Che differenze vedi tra una classica biblioteca pubblica e la biblioteca di luogo come la Casa, che si occupa di accogliere persone fragili?
A mio parere qui c’è maggiore apertura e maggiore libertà di sperimentare tramite i progetti. Di più, qui si possono instaurare relazioni che vanno oltre quelle strettamente professionali. Hai, cioè, la possibilità di mettere in gioco il “lato umano” del bibliotecario, che non è solo colui che si richiude in quattro mura e deve conoscere a memoria i titoli dei libri, ma ha cura dei libri sapendo che sono lì perché servono a qualcuno e che sono uno strumento per conoscere l’altro. E questo per me è un salto di qualità.
Qui c’è anche la possibilità di progettare una biblioteca fatta su misura per ospiti, operatori, volontari ed è una bella sfida. Se nelle biblioteche pubbliche si cerca di accontentare un pubblico ampio, qui cerchiamo sì di accontentare tutti, perché tutti devono poter trovare un libro per sé nella biblioteca, ma è anche vero che diamo un indirizzo. Siamo una Biblioteca del Confine perché creiamo ponti, coltiviamo relazioni, valorizziamo le radici dei nostri ospiti, per esempio selezionando libri in lingua, che possano farli sentire a casa.
Qual è la particolarità del pubblico della Biblioteca del Confine?
Il pubblico degli operatori è molto esigente, perché richiede anche testi e documenti sempre aggiornati, affinché possano aiutarli nella loro formazione professionale. E non è detto che siano testi che si trovino altrove. E c’è la platea degli ospiti che non è sempre facile raggiungere, perché hanno molte fragilità, ma chi vuole qui può avere tutte le possibilità per approcciarsi alla lettura. Con questi lettori si creano dei legami. Magari non immediati, con il tempo, ma la biblioteca dentro la Casa dà questa possibilità.
C’è una richiesta particolare o che ti ha fatto piacere da parte di un ospite o operatore?
Mi ha fatto molto piacere la richiesta di due sorelle afghane, che stanno imparando l’italiano, di avere dei libri biografici su alcuni personaggi storici. Per me è stato interessante perché vuol dire che non vogliono confrontarsi solamente con una lingua diversa, ma anche imparare cose nuove.

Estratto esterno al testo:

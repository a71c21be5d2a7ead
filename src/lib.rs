//! Deterministic Event-Driven Market Backtester
//!
//! Single-threaded, time-ordered simulation of historical market data
//! against per-instrument matching engines, with exact decimal accounting.
//!
//! # Architecture
//!
//! ```text
//! ┌─────────────────────────────────────────────────────────────────┐
//! │                        BacktestEngine                           │
//! │  (owns SimClock, drives event loop, records the balance curve)  │
//! └─────────────────────────────────────────────────────────────────┘
//!                                │
//!             ┌──────────────────┼──────────────────┐
//!             ▼                  ▼                  ▼
//!      ┌────────────┐     ┌────────────┐     ┌────────────┐
//!      │  SimClock  │     │ DataEngine │     │ MessageBus │
//!      │  (nanos)   │     │ (publish)  │     │ (pub/sub)  │
//!      └────────────┘     └────────────┘     └────────────┘
//!                                │
//!                                ▼
//! ┌─────────────┐    ┌─────────────┐    ┌──────────────────┐
//! │  Strategy   │───▶│ RiskEngine  │───▶│ ExecutionEngine  │
//! │  (trait)    │    │ (gate)      │    │ (FSM, positions) │
//! └─────────────┘    └─────────────┘    └────────┬─────────┘
//!                                                │
//!                                                ▼
//!                                   ┌─────────────────────────┐
//!                                   │   SimulatedExchange     │
//!                                   │  OrderMatchingEngine    │
//!                                   │  per instrument + L2    │
//!                                   └─────────────────────────┘
//! ```
//!
//! # Determinism Guarantees
//!
//! - **Clock**: never reads system time; all time from `SimClock`
//! - **Ordering**: events process strictly by `ts_event`, stable on ties;
//!   order queues iterate in insertion order
//! - **RNG**: fill model randomness is a seeded `ChaCha8Rng` only
//! - **Numerics**: prices, quantities, and money are exact decimals on
//!   every path that touches fills, balances, or PnL

pub mod account;
pub mod book;
pub mod cache;
pub mod clock;
pub mod config;
pub mod currency;
pub mod data;
pub mod data_engine;
pub mod engine;
pub mod enums;
pub mod error;
pub mod events;
pub mod execution;
pub mod identifiers;
pub mod instrument;
pub mod matching;
pub mod models;
pub mod money;
pub mod msgbus;
pub mod orders;
pub mod position;
pub mod results;
pub mod risk;
pub mod stats;
pub mod strategy;
pub mod venue;

#[cfg(test)]
mod matching_tests;

// Re-exports for convenience
pub use account::{Account, AccountBalance};
pub use book::OrderBook;
pub use cache::Cache;
pub use clock::{
    datetime_to_nanos, nanos_to_datetime, parse_timestamp, Nanos, SimClock, TimeEvent,
    NANOS_PER_MICRO, NANOS_PER_MILLI, NANOS_PER_SEC,
};
pub use config::{BacktestConfig, VenueConfig};
pub use currency::{usd, Currency};
pub use data::{
    Bar, BarSpec, BarType, BookOrder, MarketEventAny, OrderBookDelta, OrderBookDeltas, QuoteTick,
    TradeTick,
};
pub use data_engine::DataEngine;
pub use engine::BacktestEngine;
pub use enums::{
    AccountType, AggressorSide, BarAggregation, BookAction, ContingencyType, CurrencyKind,
    LiquiditySide, OmsType, OrderSide, OrderStatus, OrderType, PositionSide, PriceType,
    TimeInForce, TradingState, TrailingOffsetType,
};
pub use error::{EngineError, OrderError, ValueError};
pub use events::{
    OrderAccepted, OrderCanceled, OrderDenied, OrderEventAny, OrderEventCore, OrderExpired,
    OrderFilled, OrderPendingCancel, OrderPendingUpdate, OrderRejected, OrderSubmitted,
    OrderTriggered, OrderUpdated, PositionChanged, PositionClosed, PositionEventAny,
    PositionOpened,
};
pub use execution::ExecutionEngine;
pub use identifiers::{
    AccountId, ActorId, ClientId, ClientOrderId, InstrumentId, OrderListId, PositionId,
    StrategyId, TradeId, TraderId, Venue, VenueOrderId,
};
pub use instrument::Instrument;
pub use matching::OrderMatchingEngine;
pub use models::{
    FeeModel, FillModel, FixedFeeModel, MakerTakerFeeModel, PerShareFeeModel, ZeroFeeModel,
};
pub use money::{Money, Price, Quantity};
pub use msgbus::{BusMessage, MessageBus, Subscription};
pub use orders::{Order, OrderFactory};
pub use position::Position;
pub use results::BacktestResult;
pub use risk::RiskEngine;
pub use stats::PerformanceStats;
pub use strategy::{Actor, Strategy, StrategyContext, TradingCommand};
pub use venue::SimulatedExchange;
//! Error Types
//!
//! Failure domains are kept separate: value construction, order lifecycle,
//! and engine orchestration. Constructor and configuration errors abort the
//! run; order FSM violations are caught at the execution-engine boundary and
//! logged so a single bad event cannot crash a backtest.

use thiserror::Error;

use crate::enums::OrderStatus;

/// Errors raised when constructing value objects.
#[derive(Debug, Clone, PartialEq, Eq, Error)]
pub enum ValueError {
    #[error("invalid {what}: {reason}")]
    InvalidConstruction { what: &'static str, reason: String },

    #[error("unknown currency: '{0}' (register it first)")]
    UnknownCurrency(String),

    #[error("currency mismatch: {lhs} vs {rhs}")]
    CurrencyMismatch { lhs: String, rhs: String },

    #[error("quantity cannot be negative: {0}")]
    NegativeQuantity(String),
}

/// Errors raised by the order state machine and order factory.
#[derive(Debug, Clone, PartialEq, Eq, Error)]
pub enum OrderError {
    #[error("invalid order state transition: {from:?} -> {to:?} for order {client_order_id}")]
    InvalidTransition {
        from: OrderStatus,
        to: OrderStatus,
        client_order_id: String,
    },

    #[error("order {client_order_id} missing required field: {field}")]
    MissingField {
        client_order_id: String,
        field: &'static str,
    },
}

/// Errors raised by the backtest engine itself.
#[derive(Debug, Clone, PartialEq, Eq, Error)]
pub enum EngineError {
    #[error("no result available; run the backtest first")]
    MissingResult,

    #[error("no venue registered for '{0}'")]
    UnknownVenue(String),

    #[error("no instrument registered for '{0}'")]
    UnknownInstrument(String),

    #[error("invalid configuration: {0}")]
    InvalidConfig(String),
}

Un target importante della Biblioteca del Confine sono i bambini, per esempio attraverso i progetti con le scuole del quartiere…
Abbiamo molti libri bilingue, per aiutare sia i bambini stranieri che i loro genitori. Sappiamo infatti che per una famiglia straniera ci sono tante complessità da affrontare, e leggere insieme ai figli non è la prima cosa a cui si pensa. Noi invece vogliamo che anche i genitori stranieri si approccino alla lettura insieme ai loro bambini, perché aiuta a ricreare il nido familiare, legami più solidi e perché le storie aiutano i bambini a leggere la realtà.
Con le scuole abbiamo molti progetti. L’ultimo in ordine di tempo è stata, in occasione della Giornata internazionale delle persone con disabilità del 3 dicembre, la lettura di alcuni libri sul tema della fragilità. Ed è stato illuminante vedere come di fronte a temi difficili, i bambini abbiano risposto con semplicità disarmante e con un’apertura e accoglienza che a noi adulti manca.
Cosa bolle in pentola per il futuro?
Ci sono un po’ di cose in cantiere. Vorremmo trovare nuovi modi e nuovi canali per comunicarci e mi piacerebbe realizzare delle iniziative che coinvolgano gli adolescenti, puntando quindi a rafforzare la collaborazione con le scuole.
La Biblioteca del Confine è aperta. Perché un bambino, un ragazzo o un adulto dovrebbero venire proprio in questa biblioteca?
Perché qui troveranno storie, non solo letterarie, ma storie vere di inclusione e accoglienza, che permettono di confrontarsi con una realtà diversa e sfaccettata, probabilmente molto lontana dal nostro vissuto. Il mio invito è: venite e siate curiosi!